I will return to this in a moment–for now, let us revisit the original quesiton of human rights–if the assertation of “rights” is always an appeal to a self-proprietorship that the Christian denies, then what are we to put in place of human rights?  After all, it would take quite a reactionary to deny all the good that has taken place as a result of the rights of life, liberty, and the pursuit of happiness that have steadily expanded over the past few centuries.   
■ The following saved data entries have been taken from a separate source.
//! Periodic worker plumbing shared by the sweeper, dispatchers and replay
//!
//! Each worker is an independent tokio task with no in-memory state shared
//! with the others; all coordination goes through the store.

use crate::error::Result;
use async_trait::async_trait;
use serde::Serialize;
use std::fmt;
use std::sync::Arc;
use std::time::Duration;
use tokio::sync::{watch, Notify};
use tokio::time::{interval, MissedTickBehavior};
use tracing::{debug, error, info};

/// Per-item outcome counts for one batch run
#[derive(Debug, Clone, Copy, Default, PartialEq, Eq, Serialize)]
pub struct BatchReport {
    pub attempted: u32,
    pub succeeded: u32,
    pub failed: u32,
    /// Items left alone because another writer got there first
    pub skipped: u32,
    pub dead_lettered: u32,
}

impl BatchReport {
    pub fn is_empty(&self) -> bool {
        self.attempted == 0
    }
}

impl fmt::Display for BatchReport {
    fn fmt(&self, f: &mut fmt::Formatter<'_>) -> fmt::Result {
        write!(
            f,
            "attempted={} succeeded={} failed={} skipped={} dead_lettered={}",
            self.attempted, self.succeeded, self.failed, self.skipped, self.dead_lettered
        )
    }
}

/// What happened to a queue row after a failed attempt
#[derive(Debug, Clone, Copy, PartialEq, Eq)]
pub enum FailureOutcome {
    /// Backoff scheduled
    Retrying { attempts: i64, next_retry_at: i64 },
    /// Attempts exhausted, row moved to the DLQ
    DeadLettered { attempts: i64 },
    /// Row changed under us (another worker recorded the attempt)
    Stale,
}

/// Row counts for a live table and its DLQ
#[derive(Debug, Clone, Copy, Default, PartialEq, Eq, Serialize)]
pub struct QueueDepth {
    pub live: i64,
    pub dlq: i64,
}

/// A job a worker runs on every tick
#[async_trait]
pub trait PeriodicJob: Send + Sync {
    /// Short name used in logs
    fn name(&self) -> &'static str;

    async fn run_once(&self) -> Result<BatchReport>;
}

/// Run `job` every `period` until `shutdown` flips to true
///
/// `wake` lets another component trigger an immediate run (DLQ replay wakes
/// the alert dispatcher this way).
pub async fn run_periodic(
    job: Arc<dyn PeriodicJob>,
    period: Duration,
    wake: Option<Arc<Notify>>,
    mut shutdown: watch::Receiver<bool>,
) {
    let mut ticker = interval(period);
    ticker.set_missed_tick_behavior(MissedTickBehavior::Delay);

    info!("[{}] Worker started (every {:?})", job.name(), period);

    loop {
        let woken = async {
            match &wake {
                Some(notify) => notify.notified().await,
                None => std::future::pending::<()>().await,
            }
        };

        tokio::select! {
            _ = ticker.tick() => {}
            _ = woken => {}
            changed = shutdown.changed() => {
                if changed.is_err() || *shutdown.borrow() {
                    break;
                }
                continue;
            }
        }

        match job.run_once().await {
            Ok(report) if !report.is_empty() => {
                info!("[{}] {}", job.name(), report);
            }
            Ok(_) => {}
            Err(e) => {
                error!("[{}] Run failed: {}", job.name(), e);
            }
        }
    }

    info!("[{}] Worker stopped", job.name());
}

/// Tell every worker watching `shutdown` to stop
///
/// Returns false when no worker was left listening.
pub fn signal_shutdown(shutdown: &watch::Sender<bool>) -> bool {
    if shutdown.send(true).is_err() {
        debug!("No worker left listening for shutdown");
        return false;
    }
    true
}

#[cfg(test)]
mod tests {
    use super::*;
    use std::sync::atomic::{AtomicU32, Ordering};

    struct CountingJob {
        runs: AtomicU32,
    }

    #[async_trait]
    impl PeriodicJob for CountingJob {
        fn name(&self) -> &'static str {
            "counting"
        }

        async fn run_once(&self) -> Result<BatchReport> {
            self.runs.fetch_add(1, Ordering::SeqCst);
            Ok(BatchReport::default())
        }
    }

    #[tokio::test]
    async fn test_worker_stops_on_shutdown() {
        let job = Arc::new(CountingJob {
            runs: AtomicU32::new(0),
        });
        let (tx, rx) = watch::channel(false);

        let handle = tokio::spawn(run_periodic(
            job.clone(),
            Duration::from_millis(10),
            None,
            rx,
        ));

        tokio::time::sleep(Duration::from_millis(50)).await;
        tx.send(true).expect("send failed");
        handle.await.expect("worker panicked");

        assert!(job.runs.load(Ordering::SeqCst) >= 1);
    }

    #[tokio::test]
    async fn test_wake_triggers_run() {
        let job = Arc::new(CountingJob {
            runs: AtomicU32::new(0),
        });
        let wake = Arc::new(Notify::new());
        let (tx, rx) = watch::channel(false);

        let handle = tokio::spawn(run_periodic(
            job.clone(),
            Duration::from_secs(3600),
            Some(wake.clone()),
            rx,
        ));

        // First tick fires immediately
        tokio::time::sleep(Duration::from_millis(20)).await;
        let before = job.runs.load(Ordering::SeqCst);

        wake.notify_one();
        tokio::time::sleep(Duration::from_millis(20)).await;
        assert_eq!(job.runs.load(Ordering::SeqCst), before + 1);

        tx.send(true).expect("send failed");
        handle.await.expect("worker panicked");
    }

    #[tokio::test]
    async fn test_signal_shutdown() {
        let (tx, rx) = watch::channel(false);
        assert!(signal_shutdown(&tx));
        assert!(*rx.borrow());

        drop(rx);
        assert!(!signal_shutdown(&tx));
    }

    #[test]
    fn test_report_display() {
        let report = BatchReport {
            attempted: 3,
            succeeded: 1,
            failed: 2,
            skipped: 0,
            dead_lettered: 1,
        };
        assert_eq!(
            report.to_string(),
            "attempted=3 succeeded=1 failed=2 skipped=0 dead_lettered=1"
        );
        assert!(BatchReport::default().is_empty());
    }
}
//! One-shot worker runs and operator corrections

use super::transition_json;
use hydrolink_server::DeliveryCore;
use hydrolink_shared::{CommandStatus, ReplayRequest};
use serde_json::{json, Value};
use tracing::info;

pub async fn sweep(core: &DeliveryCore) -> anyhow::Result<Value> {
    let report = core.sweeper.sweep().await?;
    info!("Sweep: {}", report);
    Ok(json!({ "sweep": report }))
}

pub async fn dispatch(core: &DeliveryCore) -> anyhow::Result<Value> {
    let report = core.dispatcher.dispatch().await?;
    info!("Dispatch: {}", report);
    Ok(json!({ "dispatch": report }))
}

pub async fn apply(core: &DeliveryCore) -> anyhow::Result<Value> {
    let report = core.applier.apply().await?;
    info!("Apply: {}", report);
    Ok(json!({ "apply": report }))
}

pub async fn replay(core: &DeliveryCore, older_than_hours: u32, limit: u32) -> anyhow::Result<Value> {
    let request = ReplayRequest {
        older_than_hours,
        limit,
    };
    let report = core.replay.replay(request).await?;
    info!("Replay ({}h, limit {}): {}", older_than_hours, limit, report);
    Ok(json!({ "replay": report }))
}

pub async fn override_status(
    core: &DeliveryCore,
    cmd_id: &str,
    status: CommandStatus,
    reason: &str,
) -> anyhow::Result<Value> {
    let outcome = core.lifecycle.override_status(cmd_id, status, reason).await?;
    Ok(transition_json(&outcome))
}
//! Feed bridge and detector payloads into the core by hand

use super::transition_json;
use hydrolink_server::{DeliveryCore, IngestOutcome};
use hydrolink_shared::codec;
use serde_json::{json, Value};

pub async fn ingest_command(core: &DeliveryCore, payload: &[u8]) -> anyhow::Result<Value> {
    let new = codec::decode_command(payload)?;
    let enqueued = core.lifecycle.enqueue(&new).await?;
    Ok(json!({
        "created": enqueued.is_created(),
        "command": enqueued.command(),
    }))
}

pub async fn ingest_ack(core: &DeliveryCore, payload: &[u8]) -> anyhow::Result<Value> {
    let outcome = core.ingest.handle_ack_payload(payload).await?;
    Ok(outcome_json(&outcome))
}

pub async fn ingest_status(core: &DeliveryCore, payload: &[u8]) -> anyhow::Result<Value> {
    let outcome = core.ingest.handle_status_payload(payload).await?;
    Ok(outcome_json(&outcome))
}

pub async fn ingest_alert(core: &DeliveryCore, payload: &[u8]) -> anyhow::Result<Value> {
    let alert = codec::decode_alert(payload)?;
    let row = core.alert_queue.enqueue(&alert).await?;
    Ok(serde_json::to_value(row)?)
}

fn outcome_json(outcome: &IngestOutcome) -> Value {
    match outcome {
        IngestOutcome::Applied(transition) => transition_json(transition),
        IngestOutcome::Deferred { duplicate } => {
            json!({"result": "deferred", "duplicate": duplicate})
        }
        IngestOutcome::Rejected { reason } => json!({"result": "rejected", "reason": reason}),
    }
}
O’Donovan’s answer is eloquent and compelling:

“As we are possessed by Christ and receive ourselves from him, the central act of our willing is one of conforming to his will, of surrendering and going out of ourselves.  The self-transcending of our wills in obedience to Christ is preeminently our encounter with the Supreme Good as absolute claim on us, but also, in many cases, our encounter with lesser, created goods as existing prior to and independently of our willing….Of all creatures, but especially of human individuals, this ethic affirms that they are claims, not that they possess rights: as objects of God’s self-communication in Christ persons are claims upon the wills of one another.  Each, in conforming his/her will to Christ’s, recognizes and responds to the claim that the other is.  Each, in obedience to Christ’s law of love, fulfills the demands of justice, but not the demands of one another.”  
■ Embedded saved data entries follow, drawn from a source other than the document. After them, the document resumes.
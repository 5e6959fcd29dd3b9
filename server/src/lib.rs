//! Hydrolink delivery core
//!
//! Reliable command delivery and reconciliation between the backend, the
//! MQTT bridge and field nodes:
//! - command lifecycle with two-phase acks and timeouts
//! - alert delivery with retry, dead-lettering and replay
//! - buffering of node status events that arrive before their command
//!
//! Every component coordinates only through the SQLite store.

pub mod alerts;
pub mod command;
pub mod config;
pub mod error;
pub mod ingest;
mod runtime;
pub mod status_updates;
pub mod store;
pub mod worker;

pub use runtime::DeliveryCore;
pub use alerts::{AlertDelivery, AlertDispatcher, AlertQueue, DlqReplayWorker, LogDelivery};
pub use command::{
    ChannelEvents, CommandEvents, CommandLifecycle, Enqueued, LogEvents, TimeoutSweeper,
    TransitionOutcome,
};
pub use config::{DeliveryArgs, DeliveryConfig};
pub use error::{DeliveryError, Result};
pub use ingest::{Ingest, IngestOutcome};
pub use status_updates::{Buffered, StatusUpdateApplier, StatusUpdateQueue};
pub use store::Store;
pub use worker::{BatchReport, FailureOutcome, QueueDepth};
Now, that, my friends, is hot stuff. 

But since O’Donovan goes on to point out that on this account such a non-proprietary ethic depends first on redemption in Christ–e.g., it cannot very well become an ethic for the world–then how, to return to the question above, do we relate this evangelical ethic to life in the world–how, to ask the eternal question of political theology, do we relate the action of the church to the action of civil society?  They must be distinguished, says O’Donovan–indeed, it is the failure to do so that has been the depressing legacy of liberal Christianity. 
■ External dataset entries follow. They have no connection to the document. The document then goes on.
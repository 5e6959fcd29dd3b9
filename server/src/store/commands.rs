//! Queries over `commands`, `command_acks` and `zone_events`

use super::{Command, CommandAck, CommandOverride, ZoneEvent};
use crate::error::Result;
use hydrolink_shared::{AckType, CommandStatus, NewCommand};
use serde_json::Value;
use sqlx::SqliteExecutor;

/// Column values written by a status transition
///
/// In [`update_status_if`] `None` leaves the stored value untouched; in
/// [`override_status_if`] the outcome columns are written as given.
#[derive(Debug, Clone, Default)]
pub struct StatusWrite {
    pub sent_at: Option<i64>,
    pub ack_at: Option<i64>,
    pub failed_at: Option<i64>,
    pub finished_at: Option<i64>,
    pub error_code: Option<String>,
    pub error_message: Option<String>,
    pub result_code: Option<i64>,
    pub duration_ms: Option<i64>,
}

/// Ack row to append to the log
#[derive(Debug, Clone)]
pub struct AckRecord {
    pub ack_type: AckType,
    pub measured_current: Option<f64>,
    pub measured_flow: Option<f64>,
    pub error_message: Option<String>,
    pub metadata: Value,
}

/// Insert a QUEUED command; `None` if `cmd_id` already exists
pub async fn insert<'e, E: SqliteExecutor<'e>>(
    exec: E,
    new: &NewCommand,
    now: i64,
) -> Result<Option<Command>> {
    let params = serde_json::to_string(&new.params)?;

    let row = sqlx::query_as::<_, Command>(
        r#"
        INSERT INTO commands (
            cmd_id, zone_id, node_id, channel, cycle_id, cmd, params,
            status, source, request_id, created_at, updated_at
        )
        VALUES (?, ?, ?, ?, ?, ?, ?, 'QUEUED', ?, ?, ?, ?)
        ON CONFLICT(cmd_id) DO NOTHING
        RETURNING *
        "#,
    )
    .bind(&new.cmd_id)
    .bind(new.zone_id)
    .bind(new.node_id)
    .bind(new.channel.as_deref())
    .bind(new.cycle_id)
    .bind(&new.cmd)
    .bind(params)
    .bind(&new.source)
    .bind(new.request_id.as_deref())
    .bind(now)
    .bind(now)
    .fetch_optional(exec)
    .await?;

    Ok(row)
}

pub async fn find<'e, E: SqliteExecutor<'e>>(exec: E, cmd_id: &str) -> Result<Option<Command>> {
    let row = sqlx::query_as::<_, Command>("SELECT * FROM commands WHERE cmd_id = ?")
        .bind(cmd_id)
        .fetch_optional(exec)
        .await?;
    Ok(row)
}

/// Conditional status write: applies only while the row is still in `expected`
///
/// Returns the updated row, or `None` when another writer got there first.
pub async fn update_status_if<'e, E: SqliteExecutor<'e>>(
    exec: E,
    id: i64,
    expected: CommandStatus,
    status: CommandStatus,
    write: &StatusWrite,
    now: i64,
) -> Result<Option<Command>> {
    let row = sqlx::query_as::<_, Command>(
        r#"
        UPDATE commands SET
            status = ?,
            updated_at = ?,
            sent_at = COALESCE(?, sent_at),
            ack_at = COALESCE(?, ack_at),
            failed_at = COALESCE(?, failed_at),
            finished_at = COALESCE(?, finished_at),
            error_code = COALESCE(?, error_code),
            error_message = COALESCE(?, error_message),
            result_code = COALESCE(?, result_code),
            duration_ms = COALESCE(?, duration_ms)
        WHERE id = ? AND status = ?
        RETURNING *
        "#,
    )
    .bind(status.as_str())
    .bind(now)
    .bind(write.sent_at)
    .bind(write.ack_at)
    .bind(write.failed_at)
    .bind(write.finished_at)
    .bind(write.error_code.as_deref())
    .bind(write.error_message.as_deref())
    .bind(write.result_code)
    .bind(write.duration_ms)
    .bind(id)
    .bind(expected.as_str())
    .fetch_optional(exec)
    .await?;

    Ok(row)
}

/// Operator override write, conditional on `expected` like [`update_status_if`]
///
/// Outcome columns are replaced rather than merged, so a command forced into
/// a success status drops the failure fields of its previous outcome.
pub async fn override_status_if<'e, E: SqliteExecutor<'e>>(
    exec: E,
    id: i64,
    expected: CommandStatus,
    status: CommandStatus,
    write: &StatusWrite,
    now: i64,
) -> Result<Option<Command>> {
    let row = sqlx::query_as::<_, Command>(
        r#"
        UPDATE commands SET
            status = ?,
            updated_at = ?,
            sent_at = COALESCE(?, sent_at),
            ack_at = COALESCE(?, ack_at),
            failed_at = ?,
            finished_at = ?,
            error_code = ?,
            error_message = ?,
            result_code = ?,
            duration_ms = ?
        WHERE id = ? AND status = ?
        RETURNING *
        "#,
    )
    .bind(status.as_str())
    .bind(now)
    .bind(write.sent_at)
    .bind(write.ack_at)
    .bind(write.failed_at)
    .bind(write.finished_at)
    .bind(write.error_code.as_deref())
    .bind(write.error_message.as_deref())
    .bind(write.result_code)
    .bind(write.duration_ms)
    .bind(id)
    .bind(expected.as_str())
    .fetch_optional(exec)
    .await?;

    Ok(row)
}

/// Append an operator override to the audit log
pub async fn insert_override<'e, E: SqliteExecutor<'e>>(
    exec: E,
    command_id: i64,
    from: CommandStatus,
    to: CommandStatus,
    reason: &str,
    now: i64,
) -> Result<()> {
    sqlx::query(
        r#"
        INSERT INTO command_overrides (command_id, from_status, to_status, reason, created_at)
        VALUES (?, ?, ?, ?, ?)
        "#,
    )
    .bind(command_id)
    .bind(from.as_str())
    .bind(to.as_str())
    .bind(reason)
    .bind(now)
    .execute(exec)
    .await?;
    Ok(())
}

pub async fn list_overrides<'e, E: SqliteExecutor<'e>>(
    exec: E,
    command_id: i64,
) -> Result<Vec<CommandOverride>> {
    let rows = sqlx::query_as::<_, CommandOverride>(
        "SELECT * FROM command_overrides WHERE command_id = ? ORDER BY id",
    )
    .bind(command_id)
    .fetch_all(exec)
    .await?;
    Ok(rows)
}

/// In-flight commands whose dispatch time is older than `cutoff`
///
/// Commands acknowledged before their SENT write landed have no `sent_at`;
/// their creation time stands in for it.
pub async fn find_stale_in_flight<'e, E: SqliteExecutor<'e>>(
    exec: E,
    cutoff: i64,
    limit: u32,
) -> Result<Vec<Command>> {
    let rows = sqlx::query_as::<_, Command>(
        r#"
        SELECT * FROM commands
        WHERE status IN ('SENT', 'ACK')
          AND COALESCE(sent_at, created_at) < ?
        ORDER BY COALESCE(sent_at, created_at) ASC, id ASC
        LIMIT ?
        "#,
    )
    .bind(cutoff)
    .bind(i64::from(limit))
    .fetch_all(exec)
    .await?;
    Ok(rows)
}

/// Move a still-stale in-flight command to TIMEOUT
///
/// The WHERE clause repeats the selection predicate, so a command resolved by
/// a concurrent writer since it was selected is left alone (`None`).
pub async fn mark_timed_out<'e, E: SqliteExecutor<'e>>(
    exec: E,
    id: i64,
    cutoff: i64,
    now: i64,
    error_code: &str,
    error_message: &str,
) -> Result<Option<Command>> {
    let row = sqlx::query_as::<_, Command>(
        r#"
        UPDATE commands SET
            status = 'TIMEOUT',
            updated_at = ?1,
            failed_at = ?1,
            finished_at = ?1,
            error_code = ?2,
            error_message = ?3,
            result_code = 1,
            duration_ms = ?1 - COALESCE(sent_at, created_at)
        WHERE id = ?4
          AND status IN ('SENT', 'ACK')
          AND COALESCE(sent_at, created_at) < ?5
        RETURNING *
        "#,
    )
    .bind(now)
    .bind(error_code)
    .bind(error_message)
    .bind(id)
    .bind(cutoff)
    .fetch_optional(exec)
    .await?;

    Ok(row)
}

/// Append an ack; a second ack of the same phase is ignored
///
/// Returns whether a row was written.
pub async fn insert_ack<'e, E: SqliteExecutor<'e>>(
    exec: E,
    command_id: i64,
    ack: &AckRecord,
    now: i64,
) -> Result<bool> {
    let metadata = serde_json::to_string(&ack.metadata)?;

    let result = sqlx::query(
        r#"
        INSERT INTO command_acks (
            command_id, ack_type, measured_current, measured_flow,
            error_message, metadata, created_at
        )
        VALUES (?, ?, ?, ?, ?, ?, ?)
        ON CONFLICT(command_id, ack_type) DO NOTHING
        "#,
    )
    .bind(command_id)
    .bind(ack.ack_type.as_str())
    .bind(ack.measured_current)
    .bind(ack.measured_flow)
    .bind(ack.error_message.as_deref())
    .bind(metadata)
    .bind(now)
    .execute(exec)
    .await?;

    Ok(result.rows_affected() > 0)
}

pub async fn list_acks<'e, E: SqliteExecutor<'e>>(
    exec: E,
    command_id: i64,
) -> Result<Vec<CommandAck>> {
    let rows = sqlx::query_as::<_, CommandAck>(
        "SELECT * FROM command_acks WHERE command_id = ? ORDER BY id ASC",
    )
    .bind(command_id)
    .fetch_all(exec)
    .await?;
    Ok(rows)
}

pub async fn insert_zone_event<'e, E: SqliteExecutor<'e>>(
    exec: E,
    zone_id: i64,
    event_type: &str,
    payload: &Value,
    now: i64,
) -> Result<()> {
    let payload = serde_json::to_string(payload)?;
    sqlx::query(
        "INSERT INTO zone_events (zone_id, event_type, payload, created_at) VALUES (?, ?, ?, ?)",
    )
    .bind(zone_id)
    .bind(event_type)
    .bind(payload)
    .bind(now)
    .execute(exec)
    .await?;
    Ok(())
}

pub async fn list_zone_events<'e, E: SqliteExecutor<'e>>(
    exec: E,
    zone_id: i64,
) -> Result<Vec<ZoneEvent>> {
    let rows = sqlx::query_as::<_, ZoneEvent>(
        "SELECT * FROM zone_events WHERE zone_id = ? ORDER BY id ASC",
    )
    .bind(zone_id)
    .fetch_all(exec)
    .await?;
    Ok(rows)
}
“The perennial truth of his [Wycliffe’s] ecclesiology is that the community of faith is bound to a more exact and complete conformity to Christ’s evangelical law of love than the civil community; that the church polity, ruled immediately by the Spirit of Christ, constitutes a more perfect common good an fabric of relationships than the civil polity.  So we may conclude that even if the civil polity were properly constituted as a system of proprietary, civil, political, and social ‘rights,’ the church’s essential action would still embody the non-proprietary dominium of self-surrendering love.”

O’Donovan thus concludes with this damning indictment of the modern development:

“The modern tradition of natural rights, which has universalized property right into an original and permanent ethical datum of humanity, is a further phase of theological naturalism, at least on the lips of theologians.  In so elevating a restraining institution of civil society, the concept of natural rights blurs the distinction between civil and eschatological community, concealing both the remoteness and the proximity in their relationship.  Consequently, instead of allowing civil society to be opened up by the Holy Spirit to the demands and reality of evangelical community, this concept closes civil society to those demands and that reality, enveloping it in sinful complacency.  The effects of this closing can only be deleterious for both civil and ecclesial communities; for from the unlimited proprietary powers of sovereign subjects spring a morality that is at once lawless and legalistic, a culture at once Manichaean and materialistic, and a society of contractual relationships at once precarious and potentially totalitarian.”